Of course ANY day is a good day for shooting. But I had business out near the range today so I grabbed a couple of rifles at random and took them along.
First was my favorite FAL.
This one is a mix of Brazilian, Argentine, Belgian and South African parts. I call it my "We are the World" rifle. (Not to be confused with that stupid 1980's "group hug" song done by all those liberal entertainers.) Built by me from parts of destroyed surplus rifles, then destroyed again after a burglar stole it and buried it for a year, I've got more time invested in building, repairing and customizing this rifle than any other firearm that I own. But on the positive side of the ledger, I know it intimately inside and out, and even though it's not a beauty queen, when I squeeze the trigger, it always shoots.
This time the FAL is out just for fun, since I haven't shot it in a while. With it's European-style sights and trigger, it'll never be a match rifle, but it still put 23 of 25 rounds into a 4"x6" group at 100 yards, and the two flyers were totally my fault.
Not as light or precise as an AR, but the 7.62x51mm round hits a lot harder and it's ammo-compatible with my M60 so that's a plus. When I need a truck gun or a rifle for some rugged outdoor toting, this is still the first one I grab.
Then there's my MAS 36-51. You talk about a beat-up rifle with a hard luck story, this one takes the cake if I can believe half of what I was told when I bought it.
Yeah, yeah...I know. "Buy the gun, not the story." I don't put a lot of stock in the alleged histories of most firearms that I buy, but in this case it seems to make sense.
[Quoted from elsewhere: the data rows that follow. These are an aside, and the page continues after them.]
impl YamlParser {
    pub fn new(source: &[SourceLine]) -> Result<Self> {
        let mut lines = Vec::new();
        for raw in source {
            if raw.text.contains('\t') {
                return Err(Error::grammar(
                    raw.file.as_ref(),
                    raw.line,
                    "tabs are not allowed in indentation-structured text",
                ));
            }
            let stripped = strip_comment(&raw.text);
            let content = stripped.trim_end();
            if content.trim().is_empty() {
                continue;
            }
            let indent = content.len() - content.trim_start().len();
            lines.push(Line {
                indent,
                content: content.trim_start().to_owned(),
                file: Rc::clone(&raw.file),
                line: raw.line,
            });
        }
        let file = lines
            .first()
            .map(|l| Rc::clone(&l.file))
            .unwrap_or_else(|| Rc::from("<stream>"));
        Ok(Self {
            lines,
            index: 0,
            queue: VecDeque::new(),
            frames: Vec::new(),
            ctx: ParserContext::new(file),
            done: false,
        })
    }

    /// Preprocess and parse in-memory text. Directive lines run through
    /// the preprocessor; unrecognized `#` lines are comments.
    pub fn from_str(source_name: &str, text: &str) -> Result<Self> {
        let lines = Preprocessor::new()
            .pass_unknown_directives()
            .preprocess_str(source_name, text)?;
        Self::new(&lines)
    }

    fn error(&self, message: impl Into<String>) -> Error {
        self.ctx.grammar_error(message)
    }

    fn pop_frame(&mut self) -> Result<ParseEvent> {
        let frame = self.frames.pop().expect("caller checked a frame exists");
        match frame.kind {
            FrameKind::Block => {
                self.ctx.pop_state(ParserState::Block)?;
                Ok(ParseEvent::BlockEnd)
            }
            FrameKind::List => {
                self.ctx.pop_state(ParserState::List)?;
                Ok(ParseEvent::ListEnd)
            }
        }
    }

    /// Indent of the next line, and whether it is a list element.
    fn peek_line(&self) -> Option<(usize, bool)> {
        self.lines
            .get(self.index)
            .map(|l| (l.indent, l.content.starts_with('-')))
    }

    /// Produce the events for the next line (or close frames) into the
    /// queue.
    fn advance(&mut self) -> Result<()> {
        let Some(line) = self.lines.get(self.index) else {
            while !self.frames.is_empty() {
                let end = self.pop_frame()?;
                self.queue.push_back(end);
            }
            self.queue.push_back(ParseEvent::End);
            self.done = true;
            return Ok(());
        };

        let indent = line.indent;
        let content = line.content.clone();
        self.ctx.file = Rc::clone(&line.file);
        self.ctx.line = line.line;
        self.index += 1;

        // Close frames the new line has dedented out of.
        loop {
            let Some(frame) = self.frames.last() else {
                if indent != 0 {
                    return Err(self.error("unexpected indentation at top level"));
                }
                break;
            };
            let (frame_indent, frame_kind) = (frame.indent, frame.kind);
            if indent > frame_indent {
                return Err(self.error("unexpected indentation"));
            }
            if indent < frame_indent
                || (frame_kind == FrameKind::List && !content.starts_with('-'))
            {
                let end = self.pop_frame()?;
                self.queue.push_back(end);
                continue;
            }
            break;
        }

        if matches!(self.frames.last(), Some(f) if f.kind == FrameKind::List) {
            let rest = content
                .strip_prefix('-')
                .expect("list items start with '-'")
                .trim_start()
                .to_owned();
            if rest.starts_with("- ") || rest == "-" {
                return Err(self.error("nested sequences must be indented"));
            }
            let events = self.parse_value(OwnedMeta::default(), &rest, indent)?;
            self.queue.extend(events);
            return Ok(());
        }

        // Block or top-level entry: `key: value`.
        let Some((key, rest)) = split_entry(&content) else {
            return Err(self.error(format!("expected 'key: value', found '{content}'")));
        };
        let mut meta = OwnedMeta::default();
        let key = key.trim();
        if let Some(address) = key.strip_prefix('&') {
            meta.address = Some(AddressString::from_token(address)?);
        } else if key.starts_with('"') {
            meta.property_name = unquote(key, &self.ctx)?;
        } else {
            meta.property_name = key.to_owned();
        }
        let events = self.parse_value(meta, rest.trim(), indent)?;
        self.queue.extend(events);
        Ok(())
    }

    /// Decode an entry's value part, annotations first.
    fn parse_value(
        &mut self,
        mut meta: OwnedMeta,
        rest: &str,
        indent: usize,
    ) -> Result<Vec<ParseEvent>> {
        let mut rest = rest.trim();
        loop {
            if let Some(after) = rest.strip_prefix('!') {
                let (token, tail) = split_token(after);
                let (type_name, version) = match token.split_once('@') {
                    Some((t, v)) => {
                        let version = v
                            .parse::<u8>()
                            .map_err(|_| self.error(format!("bad version '{v}'")))?;
                        (t, Some(version))
                    }
                    None => (token, None),
                };
                meta.type_name = Some(type_name.to_owned());
                meta.version = version;
                rest = tail.trim_start();
            } else if let Some(after) = rest.strip_prefix('&') {
                let (token, tail) = split_token(after);
                meta.address = Some(AddressString::from_token(token)?);
                rest = tail.trim_start();
            } else {
                break;
            }
        }

        if rest.is_empty() {
            // Children on the following lines decide the container kind.
            return match self.peek_line() {
                Some((child_indent, is_list)) if child_indent > indent => {
                    if is_list {
                        self.frames.push(Frame {
                            indent: child_indent,
                            kind: FrameKind::List,
                        });
                        self.ctx.push_state(ParserState::List);
                        Ok(vec![ParseEvent::ListBegin(meta)])
                    } else {
                        self.frames.push(Frame {
                            indent: child_indent,
                            kind: FrameKind::Block,
                        });
                        self.ctx.push_state(ParserState::Block);
                        Ok(vec![ParseEvent::BlockBegin(meta)])
                    }
                }
                _ => Ok(vec![ParseEvent::Null(meta)]),
            };
        }

        if let Some(address) = rest.strip_prefix('*') {
            return Ok(vec![ParseEvent::Pointer(
                meta,
                AddressString::from_token(address.trim())?,
            )]);
        }
        if rest == "~" || rest == "null" || rest == "Null" || rest == "NULL" {
            return Ok(vec![ParseEvent::Null(meta)]);
        }
        if rest.starts_with('{') || rest.starts_with('[') {
            let mut cursor = FlowCursor::new(rest);
            let mut events = Vec::new();
            self.parse_flow_value(meta, &mut cursor, &mut events)?;
            cursor.skip_ws();
            if !cursor.at_end() {
                return Err(self.error("trailing text after flow value"));
            }
            return Ok(events);
        }
        if rest.starts_with('"') {
            return Ok(vec![ParseEvent::Atomic(
                meta,
                AtomicValue::Str(unquote(rest, &self.ctx)?),
            )]);
        }
        Ok(vec![ParseEvent::Atomic(
            meta,
            AtomicValue::Str(rest.to_owned()),
        )])
    }

    // -- flow style ---------------------------------------------------------

    fn parse_flow_value(
        &mut self,
        meta: OwnedMeta,
        cursor: &mut FlowCursor<'_>,
        out: &mut Vec<ParseEvent>,
    ) -> Result<()> {
        cursor.skip_ws();
        match cursor.peek() {
            Some('{') => {
                cursor.bump();
                self.ctx.push_state(ParserState::FlowBlock);
                out.push(ParseEvent::BlockBegin(meta));
                loop {
                    cursor.skip_ws();
                    if cursor.peek() == Some('}') {
                        cursor.bump();
                        break;
                    }
                    let key = self.flow_scalar(cursor)?;
                    cursor.skip_ws();
                    if cursor.bump() != Some(':') {
                        return Err(self.error("expected ':' in flow mapping"));
                    }
                    let entry = OwnedMeta {
                        property_name: key,
                        ..OwnedMeta::default()
                    };
                    self.parse_flow_value(entry, cursor, out)?;
                    cursor.skip_ws();
                    match cursor.peek() {
                        Some(',') => {
                            cursor.bump();
                        }
                        Some('}') => {}
                        _ => return Err(self.error("expected ',' or '}' in flow mapping")),
                    }
                }
                self.ctx.pop_state(ParserState::FlowBlock)?;
                out.push(ParseEvent::BlockEnd);
                Ok(())
            }
            Some('[') => {
                cursor.bump();
                self.ctx.push_state(ParserState::FlowList);
                out.push(ParseEvent::ListBegin(meta));
                loop {
                    cursor.skip_ws();
                    if cursor.peek() == Some(']') {
                        cursor.bump();
                        break;
                    }
                    self.parse_flow_value(OwnedMeta::default(), cursor, out)?;
                    cursor.skip_ws();
                    match cursor.peek() {
                        Some(',') => {
                            cursor.bump();
                        }
                        Some(']') => {}
                        _ => return Err(self.error("expected ',' or ']' in flow sequence")),
                    }
                }
                self.ctx.pop_state(ParserState::FlowList)?;
                out.push(ParseEvent::ListEnd);
                Ok(())
            }
            Some('*') => {
                cursor.bump();
                let token = self.flow_scalar(cursor)?;
                out.push(ParseEvent::Pointer(meta, AddressString::from_token(&token)?));
                Ok(())
            }
            Some(_) => {
                self.ctx.push_state(ParserState::FlowValue);
                let token = self.flow_scalar(cursor)?;
                self.ctx.pop_state(ParserState::FlowValue)?;
                if token == "~" || token == "null" {
                    out.push(ParseEvent::Null(meta));
                } else {
                    out.push(ParseEvent::Atomic(meta, AtomicValue::Str(token)));
                }
                Ok(())
            }
            None => Err(self.error("unterminated flow value")),
        }
    }

    fn flow_scalar(&self, cursor: &mut FlowCursor<'_>) -> Result<String> {
        cursor.skip_ws();
        if cursor.peek() == Some('"') {
            let raw = cursor.take_quoted(&self.ctx)?;
            return unquote(&raw, &self.ctx);
        }
        let token = cursor.take_while(|c| !",:]}".contains(c));
        let token = token.trim().to_owned();
        if token.is_empty() {
            return Err(self.error("expected a flow scalar"));
        }
        Ok(token)
    }
}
I got this one through a dealer that I know personally and trust. I believe him when he tells me things. He took it in from a Vietnam vet that he's dealt with for years, and the vet said that he picked this rifle up in Vietnam and brought it back home. He has no idea where it's bring-back paperwork went, but things do get lost over 30 years or so, and the dealer that I believe believes the vet. The rifle is beat to tar and virtually every part on it is a mis-match, but it all shows the same hard wear that comes from use and being out in the weather for a long time. It has no rust or pitting or signs of neglect though. Whoever put that wear on it obviously took care to keep it cleaned and oiled. Being a French rifle, it's quite believable that this rifle was captured by the Vietnamese from the French in the 1950's or otherwise left behind when they left Indochina. If the vet's tale is true, this rifle was used against American forces until it was captured again in battle, this time by the US Marines. Now I can't prove or disprove it, but just looking at this rifle, you know that it's been somewhere and done something. This is one of those instances where you take the story with a grain of salt but then you look at the rifle itself and you have no problem believing it just because of it's condition. If firearms could talk, and I could ask one any of mine about their history, this is the one I'd ask. There's no doubt that it has some stories to tell.
And that aside, 20 for 20 on a silhouette target at 200 yards. No real group to speak of, but they were all on the rings and that's good enough for me in the case of this tired old survivor.
After that, I shot a bag of .45 ACP through my Springfield Armory 1911A1 and called it a day. Now I'm tumbling brass and after I go for my evening run, I'm going to grill a steak then drink beer and clean guns on the deck.
And life shall be good.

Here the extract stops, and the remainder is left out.